Turki sendiri mengatakan akan mengambil tindakan legal dan diplomatik atas tindak tak senonoh itu. TV lokal NTV menyatakan pemerintah setempat telah memanggil diplomat paling senior kedua di Kedutaan Prancis untuk menyampaikan kutukan yang tegas atas karikatur tersebut.

Juru Bicara Presiden Turki, Fahrettin Altun, mengatakan gambar-gambar yang diterbitkan itu sangat tercela. "Kami mengutuk upaya paling menjijikkan dari publikasi ini untuk menyebarkan rasisme budaya dan kebencian," tulisnya dalam rangkaian utas di Twitter.

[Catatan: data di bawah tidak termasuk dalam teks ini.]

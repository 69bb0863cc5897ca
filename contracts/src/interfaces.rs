//! Cross-contract interfaces used by the vault protocol.
//!
//! The vault, adapters and router only ever talk to each other through these
//! traits, so any contract exposing the same entry points can be plugged in.

use odra::prelude::*;
use odra::casper_types::U256;
use crate::types::{AdapterKind, BeneficiaryRecord, HarvestReport, YieldSplit};

/// CEP-18 subset used to move the underlying asset
#[odra::external_contract]
pub trait AssetToken {
    fn balance_of(&self, address: Address) -> U256;
    fn transfer(&mut self, recipient: Address, amount: U256) -> bool;
    fn transfer_from(&mut self, owner: Address, recipient: Address, amount: U256) -> bool;
    fn approve(&mut self, spender: Address, amount: U256) -> bool;
}

/// wCSPR unwrap entry point (wrap is a payable call made through `CallDef`)
#[odra::external_contract]
pub trait NativeWrapper {
    fn withdraw(&mut self, amount: U256);
}

/// Yield strategy driven by exactly one vault
#[odra::external_contract]
pub trait YieldAdapter {
    fn invest(&mut self, assets: U256);
    fn divest(&mut self, assets: U256) -> U256;
    fn harvest(&mut self) -> HarvestReport;
    fn emergency_withdraw(&mut self) -> U256;
    fn rearm(&mut self);
    fn invested(&self) -> U256;
    fn gross_for(&self, assets: U256) -> U256;
    fn available_liquidity(&self) -> U256;
    fn asset(&self) -> Address;
    fn vault(&self) -> Address;
    fn kind(&self) -> AdapterKind;
}

/// Role membership lookup
#[odra::external_contract]
pub trait AccessOracle {
    fn has_role(&self, role_id: u8, account: Address) -> bool;
}

/// Beneficiary directory lookup
#[odra::external_contract]
pub trait BeneficiaryDirectory {
    fn resolve(&self, beneficiary_id: u64) -> Option<BeneficiaryRecord>;
}

/// Yield routing entry points called by a vault
#[odra::external_contract]
pub trait YieldRouter {
    fn quote_split(&self, vault: Address, harvested: U256) -> YieldSplit;
    fn route_yield(&mut self, harvested: U256) -> YieldSplit;
}

/// Anything that reports the asset it holds (vaults and adapters)
#[odra::external_contract]
pub trait YieldSource {
    fn asset(&self) -> Address;
}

Selain gambar yang tak pantas, Altun mengatakan bahwa majalah Charlie Hebdo sama sekali tidak memiliki rasa kemanusiaan. Ia juga menuduh bahwa produk tersebut berasal dari lingkungan budaya xenofobia, Islamofobia, dan intoleran seperti yang diinginkan kepemimpinan Prancis ke negara mereka.

Altun juga menggarisbawahi bahwa posisi Turki yang menentang setiap kekerasan dan tindakan terorisme terhadap warga sipil. "Kami tidak akan tinggal diam dalam menghadapi serangan menjijikkan terhadap budaya dan agama kami, tidak peduli dari mana asalnya," kata Altun.